WORK TO BE COMPLETED
Only a number is expected here: the count of lines in the data that contain "model".

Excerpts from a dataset
"""

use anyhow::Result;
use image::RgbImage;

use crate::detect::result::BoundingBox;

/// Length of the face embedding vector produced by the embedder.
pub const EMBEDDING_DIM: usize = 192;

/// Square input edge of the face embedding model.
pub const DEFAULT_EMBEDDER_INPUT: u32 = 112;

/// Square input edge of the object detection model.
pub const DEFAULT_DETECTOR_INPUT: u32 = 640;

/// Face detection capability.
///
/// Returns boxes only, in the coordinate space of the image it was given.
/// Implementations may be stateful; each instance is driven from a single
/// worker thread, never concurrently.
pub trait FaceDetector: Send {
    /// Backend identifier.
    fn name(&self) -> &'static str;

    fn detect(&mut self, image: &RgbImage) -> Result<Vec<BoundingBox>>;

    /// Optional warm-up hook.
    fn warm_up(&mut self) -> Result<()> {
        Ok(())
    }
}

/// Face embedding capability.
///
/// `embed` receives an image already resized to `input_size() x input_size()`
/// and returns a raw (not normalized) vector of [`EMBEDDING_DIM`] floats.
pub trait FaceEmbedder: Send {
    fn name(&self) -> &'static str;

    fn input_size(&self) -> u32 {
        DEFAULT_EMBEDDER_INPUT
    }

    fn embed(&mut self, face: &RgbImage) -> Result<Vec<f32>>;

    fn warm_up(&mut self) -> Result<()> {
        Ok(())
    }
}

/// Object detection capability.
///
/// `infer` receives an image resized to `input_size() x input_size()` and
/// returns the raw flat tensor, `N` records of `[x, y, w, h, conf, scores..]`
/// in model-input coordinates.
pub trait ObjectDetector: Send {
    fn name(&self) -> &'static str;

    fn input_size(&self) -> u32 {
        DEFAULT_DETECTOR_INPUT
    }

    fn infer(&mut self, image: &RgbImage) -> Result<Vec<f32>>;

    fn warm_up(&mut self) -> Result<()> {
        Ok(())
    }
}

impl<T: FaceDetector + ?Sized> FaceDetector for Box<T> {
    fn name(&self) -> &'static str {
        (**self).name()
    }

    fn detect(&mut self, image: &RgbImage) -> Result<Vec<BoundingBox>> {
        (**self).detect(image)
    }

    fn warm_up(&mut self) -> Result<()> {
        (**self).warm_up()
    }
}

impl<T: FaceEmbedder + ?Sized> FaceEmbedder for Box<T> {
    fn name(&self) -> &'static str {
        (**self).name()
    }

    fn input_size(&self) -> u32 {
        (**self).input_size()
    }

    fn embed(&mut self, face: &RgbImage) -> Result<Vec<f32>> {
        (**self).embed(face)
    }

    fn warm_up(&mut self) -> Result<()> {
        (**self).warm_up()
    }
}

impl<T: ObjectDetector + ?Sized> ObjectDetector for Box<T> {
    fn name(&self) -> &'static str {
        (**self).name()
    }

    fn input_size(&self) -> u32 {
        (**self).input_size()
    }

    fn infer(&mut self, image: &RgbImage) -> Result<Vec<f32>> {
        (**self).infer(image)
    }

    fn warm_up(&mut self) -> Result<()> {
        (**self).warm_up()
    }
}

"""
"""

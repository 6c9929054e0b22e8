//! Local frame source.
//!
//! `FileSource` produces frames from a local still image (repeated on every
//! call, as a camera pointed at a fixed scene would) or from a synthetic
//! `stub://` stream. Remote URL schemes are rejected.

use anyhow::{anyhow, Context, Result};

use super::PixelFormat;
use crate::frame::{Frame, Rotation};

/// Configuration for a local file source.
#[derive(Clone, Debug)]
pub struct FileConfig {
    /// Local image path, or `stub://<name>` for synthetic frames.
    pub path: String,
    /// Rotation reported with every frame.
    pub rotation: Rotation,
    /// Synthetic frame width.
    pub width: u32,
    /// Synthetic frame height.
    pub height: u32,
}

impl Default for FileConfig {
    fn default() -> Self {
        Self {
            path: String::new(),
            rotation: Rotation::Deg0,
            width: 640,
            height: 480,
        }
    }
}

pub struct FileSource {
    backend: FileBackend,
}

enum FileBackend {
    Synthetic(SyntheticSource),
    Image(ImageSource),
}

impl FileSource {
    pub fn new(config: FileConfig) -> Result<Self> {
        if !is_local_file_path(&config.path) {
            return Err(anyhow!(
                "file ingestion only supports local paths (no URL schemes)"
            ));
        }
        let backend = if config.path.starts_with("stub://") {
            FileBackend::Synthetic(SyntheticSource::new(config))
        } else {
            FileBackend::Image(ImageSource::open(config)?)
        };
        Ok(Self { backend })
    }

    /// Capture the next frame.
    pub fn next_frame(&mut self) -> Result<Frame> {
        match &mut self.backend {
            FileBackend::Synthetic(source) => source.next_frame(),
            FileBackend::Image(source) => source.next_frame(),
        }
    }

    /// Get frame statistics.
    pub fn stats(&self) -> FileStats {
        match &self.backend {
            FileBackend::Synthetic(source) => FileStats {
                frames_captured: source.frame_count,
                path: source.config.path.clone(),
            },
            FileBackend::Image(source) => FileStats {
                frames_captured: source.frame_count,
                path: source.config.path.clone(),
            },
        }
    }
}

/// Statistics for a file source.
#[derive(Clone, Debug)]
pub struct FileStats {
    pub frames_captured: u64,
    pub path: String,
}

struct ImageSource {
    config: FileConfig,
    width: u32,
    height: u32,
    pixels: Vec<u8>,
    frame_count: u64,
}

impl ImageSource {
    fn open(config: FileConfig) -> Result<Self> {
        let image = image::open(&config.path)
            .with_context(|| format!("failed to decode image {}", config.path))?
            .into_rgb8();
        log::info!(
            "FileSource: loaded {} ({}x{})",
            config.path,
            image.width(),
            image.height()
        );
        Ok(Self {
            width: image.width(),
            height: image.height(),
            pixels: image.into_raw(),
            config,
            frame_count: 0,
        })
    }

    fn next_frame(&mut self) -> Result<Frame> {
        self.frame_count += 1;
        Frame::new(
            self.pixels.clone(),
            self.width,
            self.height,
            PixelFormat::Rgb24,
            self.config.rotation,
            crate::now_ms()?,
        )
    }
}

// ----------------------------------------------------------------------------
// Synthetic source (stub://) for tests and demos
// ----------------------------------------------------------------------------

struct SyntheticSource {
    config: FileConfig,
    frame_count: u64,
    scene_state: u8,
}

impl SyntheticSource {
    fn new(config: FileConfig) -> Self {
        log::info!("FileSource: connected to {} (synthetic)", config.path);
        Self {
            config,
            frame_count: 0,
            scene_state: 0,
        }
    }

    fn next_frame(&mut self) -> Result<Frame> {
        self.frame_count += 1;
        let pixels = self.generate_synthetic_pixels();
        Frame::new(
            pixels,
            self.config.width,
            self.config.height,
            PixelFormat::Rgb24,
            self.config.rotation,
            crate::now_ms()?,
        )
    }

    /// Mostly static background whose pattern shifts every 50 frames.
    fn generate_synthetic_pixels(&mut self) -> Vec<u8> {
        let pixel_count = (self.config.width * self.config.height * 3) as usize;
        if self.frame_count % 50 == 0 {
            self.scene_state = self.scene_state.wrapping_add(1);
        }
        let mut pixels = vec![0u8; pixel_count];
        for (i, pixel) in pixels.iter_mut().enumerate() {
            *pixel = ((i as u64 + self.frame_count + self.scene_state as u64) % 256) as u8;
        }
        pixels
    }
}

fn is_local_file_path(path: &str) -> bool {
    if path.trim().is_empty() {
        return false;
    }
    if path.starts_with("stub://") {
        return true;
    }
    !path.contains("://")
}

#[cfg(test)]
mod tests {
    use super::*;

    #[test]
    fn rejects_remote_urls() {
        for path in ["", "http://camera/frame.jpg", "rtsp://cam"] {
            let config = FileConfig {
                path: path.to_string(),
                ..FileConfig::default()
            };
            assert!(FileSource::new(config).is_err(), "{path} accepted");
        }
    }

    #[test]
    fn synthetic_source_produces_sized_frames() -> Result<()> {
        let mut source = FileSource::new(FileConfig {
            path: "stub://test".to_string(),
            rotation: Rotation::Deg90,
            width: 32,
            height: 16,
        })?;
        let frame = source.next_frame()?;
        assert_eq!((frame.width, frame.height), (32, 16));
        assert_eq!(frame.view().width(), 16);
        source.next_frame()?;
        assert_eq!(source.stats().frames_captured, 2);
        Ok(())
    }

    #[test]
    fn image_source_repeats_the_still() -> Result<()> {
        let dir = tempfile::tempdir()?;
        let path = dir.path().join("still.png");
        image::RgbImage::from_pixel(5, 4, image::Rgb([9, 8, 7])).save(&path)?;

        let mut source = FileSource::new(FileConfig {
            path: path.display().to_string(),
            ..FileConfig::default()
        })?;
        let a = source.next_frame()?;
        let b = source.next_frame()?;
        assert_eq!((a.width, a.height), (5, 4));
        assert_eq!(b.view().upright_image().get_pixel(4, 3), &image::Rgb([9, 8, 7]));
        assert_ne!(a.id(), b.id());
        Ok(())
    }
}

"""
"""

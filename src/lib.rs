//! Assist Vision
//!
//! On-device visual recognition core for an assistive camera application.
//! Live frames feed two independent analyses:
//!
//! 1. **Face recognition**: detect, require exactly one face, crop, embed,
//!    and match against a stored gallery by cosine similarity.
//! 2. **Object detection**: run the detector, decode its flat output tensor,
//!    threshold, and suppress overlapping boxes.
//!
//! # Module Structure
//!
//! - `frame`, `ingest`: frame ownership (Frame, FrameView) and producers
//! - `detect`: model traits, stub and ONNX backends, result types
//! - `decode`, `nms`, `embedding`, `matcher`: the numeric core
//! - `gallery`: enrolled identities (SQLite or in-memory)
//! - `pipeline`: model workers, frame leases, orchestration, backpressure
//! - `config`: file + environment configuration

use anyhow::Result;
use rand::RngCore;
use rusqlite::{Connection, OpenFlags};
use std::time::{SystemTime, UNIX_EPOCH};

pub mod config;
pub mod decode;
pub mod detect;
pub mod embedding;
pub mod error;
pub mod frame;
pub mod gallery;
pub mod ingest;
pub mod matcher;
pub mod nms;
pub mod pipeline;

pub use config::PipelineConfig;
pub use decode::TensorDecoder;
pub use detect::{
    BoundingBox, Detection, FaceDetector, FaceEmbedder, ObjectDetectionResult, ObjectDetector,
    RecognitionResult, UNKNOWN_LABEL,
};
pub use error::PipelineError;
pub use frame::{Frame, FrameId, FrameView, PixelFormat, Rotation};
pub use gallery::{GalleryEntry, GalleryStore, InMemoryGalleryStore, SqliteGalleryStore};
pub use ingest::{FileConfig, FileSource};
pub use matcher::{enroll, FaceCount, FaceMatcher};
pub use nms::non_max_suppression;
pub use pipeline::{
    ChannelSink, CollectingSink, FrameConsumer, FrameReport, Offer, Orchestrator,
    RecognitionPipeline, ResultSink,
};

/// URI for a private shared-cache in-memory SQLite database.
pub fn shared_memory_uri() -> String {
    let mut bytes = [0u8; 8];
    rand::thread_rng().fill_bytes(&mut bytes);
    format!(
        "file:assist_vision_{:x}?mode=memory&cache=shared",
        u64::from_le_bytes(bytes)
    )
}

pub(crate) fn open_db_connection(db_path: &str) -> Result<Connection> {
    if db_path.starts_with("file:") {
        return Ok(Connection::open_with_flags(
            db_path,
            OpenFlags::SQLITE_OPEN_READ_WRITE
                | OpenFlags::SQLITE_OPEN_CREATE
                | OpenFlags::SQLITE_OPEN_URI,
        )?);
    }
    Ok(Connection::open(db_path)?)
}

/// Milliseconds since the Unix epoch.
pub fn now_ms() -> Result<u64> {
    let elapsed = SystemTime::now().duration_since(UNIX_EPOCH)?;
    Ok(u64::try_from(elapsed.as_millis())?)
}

"""

WRITTEN ANSWER
5